• Data shown:
pub mod classifier;
pub mod metrics_sink;
pub mod page_source;
pub mod prefetch_platform;

pub use classifier::IClassifier;
pub use metrics_sink::IMetricsSink;
pub use page_source::IPageSource;
pub use prefetch_platform::{FetchRequest, IPrefetchPlatform};
use chrono::{Datelike, NaiveDateTime, Timelike};

/// Hour of day scaled to `[0, 1)`.
pub fn time_of_day(local_time: &NaiveDateTime) -> f64 {
    f64::from(local_time.hour()) / 24.0
}

/// Activity bias by hour and weekday: business hours, evenings and
/// weekdays raise the base of 0.5, capped at 1.
pub fn seasonality(local_time: &NaiveDateTime) -> f64 {
    let hour = local_time.hour();
    let mut factor = 0.5;
    if (9..=17).contains(&hour) {
        factor += 0.3;
    }
    if (19..=22).contains(&hour) {
        factor += 0.2;
    }
    if local_time.weekday().number_from_monday() <= 5 {
        factor += 0.1;
    }
    f64::min(factor, 1.0)
}

#[cfg(test)]
mod tests {
    use super::*;
    use chrono::NaiveDate;

    fn at(year: i32, month: u32, day: u32, hour: u32) -> NaiveDateTime {
        NaiveDate::from_ymd_opt(year, month, day)
            .and_then(|d| d.and_hms_opt(hour, 0, 0))
            .unwrap()
    }

    #[test]
    fn weekday_business_hours_cap_at_one() {
        // 2024-03-05 is a Tuesday.
        assert!((seasonality(&at(2024, 3, 5, 10)) - 0.9).abs() < 1e-9);
        assert!((seasonality(&at(2024, 3, 5, 20)) - 0.8).abs() < 1e-9);
    }

    #[test]
    fn weekend_night_is_base() {
        // 2024-03-09 is a Saturday.
        assert!((seasonality(&at(2024, 3, 9, 3)) - 0.5).abs() < 1e-9);
    }

    #[test]
    fn noon_is_half_day() {
        assert!((time_of_day(&at(2024, 3, 9, 12)) - 0.5).abs() < 1e-9);
    }
}
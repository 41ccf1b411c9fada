use crate::models::MetricsSnapshot;

/// Receives periodic metrics snapshots.
pub trait IMetricsSink: Send + Sync {
    fn emit(&self, snapshot: &MetricsSnapshot);
}
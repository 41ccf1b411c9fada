use crate::constants::CATEGORY_COUNT;
use crate::errors::ClassifierError;
use crate::models::FeatureVector;

/// Maps a feature vector to a probability distribution over behavior categories.
///
/// Implementations may return unnormalized scores; callers validate and
/// renormalize before ranking.
pub trait IClassifier: Send + Sync {
    /// Human-readable classifier name.
    fn name(&self) -> &str;

    /// Whether this classifier can currently produce output.
    fn is_available(&self) -> bool;

    /// Raw distribution indexed by `BehaviorCategory::index()`.
    fn distribution(&self, features: &FeatureVector) -> Result<[f64; CATEGORY_COUNT], ClassifierError>;
}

• Directions for this task:
Using the listing above, show each line with the word "ClassifierError" in it.

• Result:
use crate::errors::ClassifierError;
    fn distribution(&self, features: &FeatureVector) -> Result<[f64; CATEGORY_COUNT], ClassifierError>;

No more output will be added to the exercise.